Exact repetition is required: output every record in full.

=======

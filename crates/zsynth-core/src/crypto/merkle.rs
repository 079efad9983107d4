//! Fixed-depth 4-ary Poseidon Merkle tree.

use super::poseidon_u256;
use crate::error::{Result, SynthError};
use revm::primitives::U256;

pub const ARITY: usize = 4;

/// Authentication path of one leaf: three siblings per level, leaf level first.
#[derive(Clone, Debug, PartialEq, Eq)]
pub struct MerkleProof {
  pub leaf: U256,
  pub siblings: Vec<[U256; 3]>,
}

/// Leaf commitment of a storage slot.
pub fn leaf_hash(key: U256, value: U256) -> Result<U256> {
  poseidon_u256(&[key, value, U256::ZERO, U256::ZERO])
}

/// Hash a node from the child at `position` and its three siblings.
pub fn parent_hash(child: U256, position: usize, siblings: &[U256; 3]) -> Result<U256> {
  let mut children = [U256::ZERO; ARITY];
  let mut rest = siblings.iter();
  for (slot, node) in children.iter_mut().enumerate() {
    if slot == position {
      *node = child;
    } else if let Some(&sibling) = rest.next() {
      *node = sibling;
    }
  }
  poseidon_u256(&children)
}

/// Walk `levels` from `(index, node)` and return the ancestor and its index.
pub fn climb(mut index: U256, mut node: U256, levels: &[[U256; 3]]) -> Result<(U256, U256)> {
  let arity = U256::from(ARITY as u64);
  for siblings in levels {
    let position = (index % arity).as_limbs()[0] as usize;
    node = parent_hash(node, position, siblings)?;
    index /= arity;
  }
  Ok((index, node))
}

#[derive(Clone, Debug)]
pub struct MerkleTree {
  depth: usize,
  /// `levels[0]` are the leaves, the last level is the root.
  levels: Vec<Vec<U256>>,
}

impl MerkleTree {
  pub fn new(depth: usize, leaves: Vec<U256>) -> Result<Self> {
    let capacity = ARITY.pow(depth as u32);
    if leaves.len() != capacity {
      return Err(SynthError::precondition(format!(
        "a depth-{depth} tree needs {capacity} leaves, got {}",
        leaves.len()
      )));
    }
    let mut levels = vec![leaves];
    for _ in 0..depth {
      let current = levels.last().map(Vec::as_slice).unwrap_or_default();
      let next = current
        .chunks(ARITY)
        .map(|chunk| poseidon_u256(&[chunk[0], chunk[1], chunk[2], chunk[3]]))
        .collect::<Result<Vec<_>>>()?;
      levels.push(next);
    }
    Ok(Self { depth, levels })
  }

  pub fn depth(&self) -> usize {
    self.depth
  }

  pub fn root(&self) -> U256 {
    self.levels.last().and_then(|level| level.first()).copied().unwrap_or_default()
  }

  pub fn proof(&self, index: usize) -> Result<MerkleProof> {
    let leaf = *self.levels[0]
      .get(index)
      .ok_or_else(|| SynthError::referential(format!("leaf index {index} outside the tree")))?;
    let mut siblings = Vec::with_capacity(self.depth);
    let mut position = index;
    for level in &self.levels[..self.depth] {
      let group = position - position % ARITY;
      let mut row = [U256::ZERO; 3];
      let mut k = 0;
      for slot in group..group + ARITY {
        if slot != position {
          row[k] = level[slot];
          k += 1;
        }
      }
      siblings.push(row);
      position /= ARITY;
    }
    Ok(MerkleProof { leaf, siblings })
  }

  pub fn verify(&self, index: usize, proof: &MerkleProof) -> Result<bool> {
    let (top_index, top) = climb(U256::from(index as u64), proof.leaf, &proof.siblings)?;
    Ok(top_index.is_zero() && top == self.root())
  }
}

#[cfg(test)]
mod tests {
  use super::*;

  fn tree() -> MerkleTree {
    let leaves = (0..16u64)
      .map(|i| leaf_hash(U256::from(i), U256::from(i * i)).unwrap())
      .collect();
    MerkleTree::new(2, leaves).unwrap()
  }

  #[test]
  fn test_every_proof_verifies() {
    let tree = tree();
    for index in 0..16 {
      let proof = tree.proof(index).unwrap();
      assert!(tree.verify(index, &proof).unwrap(), "leaf {index}");
    }
  }

  #[test]
  fn test_mutated_sibling_fails() {
    let tree = tree();
    let mut proof = tree.proof(6).unwrap();
    proof.siblings[1][2] ^= U256::from(1u64);
    assert!(!tree.verify(6, &proof).unwrap());
  }

  #[test]
  fn test_wrong_index_fails() {
    let tree = tree();
    let proof = tree.proof(6).unwrap();
    assert!(!tree.verify(7, &proof).unwrap());
  }

  #[test]
  fn test_rejects_wrong_leaf_count() {
    assert!(MerkleTree::new(1, vec![U256::ZERO; 3]).is_err());
  }
}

=======

■ **Answer section**:
filename crates/zsynth-core/src/crypto/merkle.rs
repository 079efad9983107d4
//! Fixed-depth 4-ary Poseidon Merkle tree.

use super::poseidon_u256;
use crate::error::{Result, SynthError};
use revm::primitives::U256;

pub const ARITY: usize = 4;

/// Authentication path of one leaf: three siblings per level, leaf level first.
#[derive(Clone, Debug, PartialEq, Eq)]
pub struct MerkleProof {
  pub leaf: U256,
  pub siblings: Vec<[U256; 3]>,
}

/// Leaf commitment of a storage slot.
pub fn leaf_hash(key: U256, value: U256) -> Result<U256> {
  poseidon_u256(&[key, value, U256::ZERO, U256::ZERO])
}

/// Hash a node from the child at `position` and its three siblings.
pub fn parent_hash(child: U256, position: usize, siblings: &[U256; 3]) -> Result<U256> {
  let mut children = [U256::ZERO; ARITY];
  let mut rest = siblings.iter();
  for (slot, node) in children.iter_mut().enumerate() {
    if slot == position {
      *node = child;
    } else if let Some(&sibling) = rest.next() {
      *node = sibling;
    }
  }
  poseidon_u256(&children)
}

/// Walk `levels` from `(index, node)` and return the ancestor and its index.
pub fn climb(mut index: U256, mut node: U256, levels: &[[U256; 3]]) -> Result<(U256, U256)> {
  let arity = U256::from(ARITY as u64);
  for siblings in levels {
    let position = (index % arity).as_limbs()[0] as usize;
    node = parent_hash(node, position, siblings)?;
    index /= arity;
  }
  Ok((index, node))
}

#[derive(Clone, Debug)]
pub struct MerkleTree {
  depth: usize,
  /// `levels[0]` are the leaves, the last level is the root.
  levels: Vec<Vec<U256>>,
}

impl MerkleTree {
  pub fn new(depth: usize, leaves: Vec<U256>) -> Result<Self> {
    let capacity = ARITY.pow(depth as u32);
    if leaves.len() != capacity {
      return Err(SynthError::precondition(format!(
        "a depth-{depth} tree needs {capacity} leaves, got {}",
        leaves.len()
      )));
    }
    let mut levels = vec![leaves];
    for _ in 0..depth {
      let current = levels.last().map(Vec::as_slice).unwrap_or_default();
      let next = current
        .chunks(ARITY)
        .map(|chunk| poseidon_u256(&[chunk[0], chunk[1], chunk[2], chunk[3]]))
        .collect::<Result<Vec<_>>>()?;
      levels.push(next);
    }
    Ok(Self { depth, levels })
  }

  pub fn depth(&self) -> usize {
    self.depth
  }

  pub fn root(&self) -> U256 {
    self.levels.last().and_then(|level| level.first()).copied().unwrap_or_default()
  }

  pub fn proof(&self, index: usize) -> Result<MerkleProof> {
    let leaf = *self.levels[0]
      .get(index)
      .ok_or_else(|| SynthError::referential(format!("leaf index {index} outside the tree")))?;
    let mut siblings = Vec::with_capacity(self.depth);
    let mut position = index;
    for level in &self.levels[..self.depth] {
      let group = position - position % ARITY;
      let mut row = [U256::ZERO; 3];
      let mut k = 0;
      for slot in group..group + ARITY {
        if slot != position {
          row[k] = level[slot];
          k += 1;
        }
      }
      siblings.push(row);
      position /= ARITY;
    }
    Ok(MerkleProof { leaf, siblings })
  }

  pub fn verify(&self, index: usize, proof: &MerkleProof) -> Result<bool> {
    let (top_index, top) = climb(U256::from(index as u64), proof.leaf, &proof.siblings)?;
    Ok(top_index.is_zero() && top == self.root())
  }
}

#[cfg(test)]
mod tests {
  use super::*;

  fn tree() -> MerkleTree {
    let leaves = (0..16u64)
      .map(|i| leaf_hash(U256::from(i), U256::from(i * i)).unwrap())
      .collect();
    MerkleTree::new(2, leaves).unwrap()
  }

  #[test]
  fn test_every_proof_verifies() {
    let tree = tree();
    for index in 0..16 {
      let proof = tree.proof(index).unwrap();
      assert!(tree.verify(index, &proof).unwrap(), "leaf {index}");
    }
  }

  #[test]
  fn test_mutated_sibling_fails() {
    let tree = tree();
    let mut proof = tree.proof(6).unwrap();
    proof.siblings[1][2] ^= U256::from(1u64);
    assert!(!tree.verify(6, &proof).unwrap());
  }

  #[test]
  fn test_wrong_index_fails() {
    let tree = tree();
    let proof = tree.proof(6).unwrap();
    assert!(!tree.verify(7, &proof).unwrap());
  }

  #[test]
  fn test_rejects_wrong_leaf_count() {
    assert!(MerkleTree::new(1, vec![U256::ZERO; 3]).is_err());
  }
}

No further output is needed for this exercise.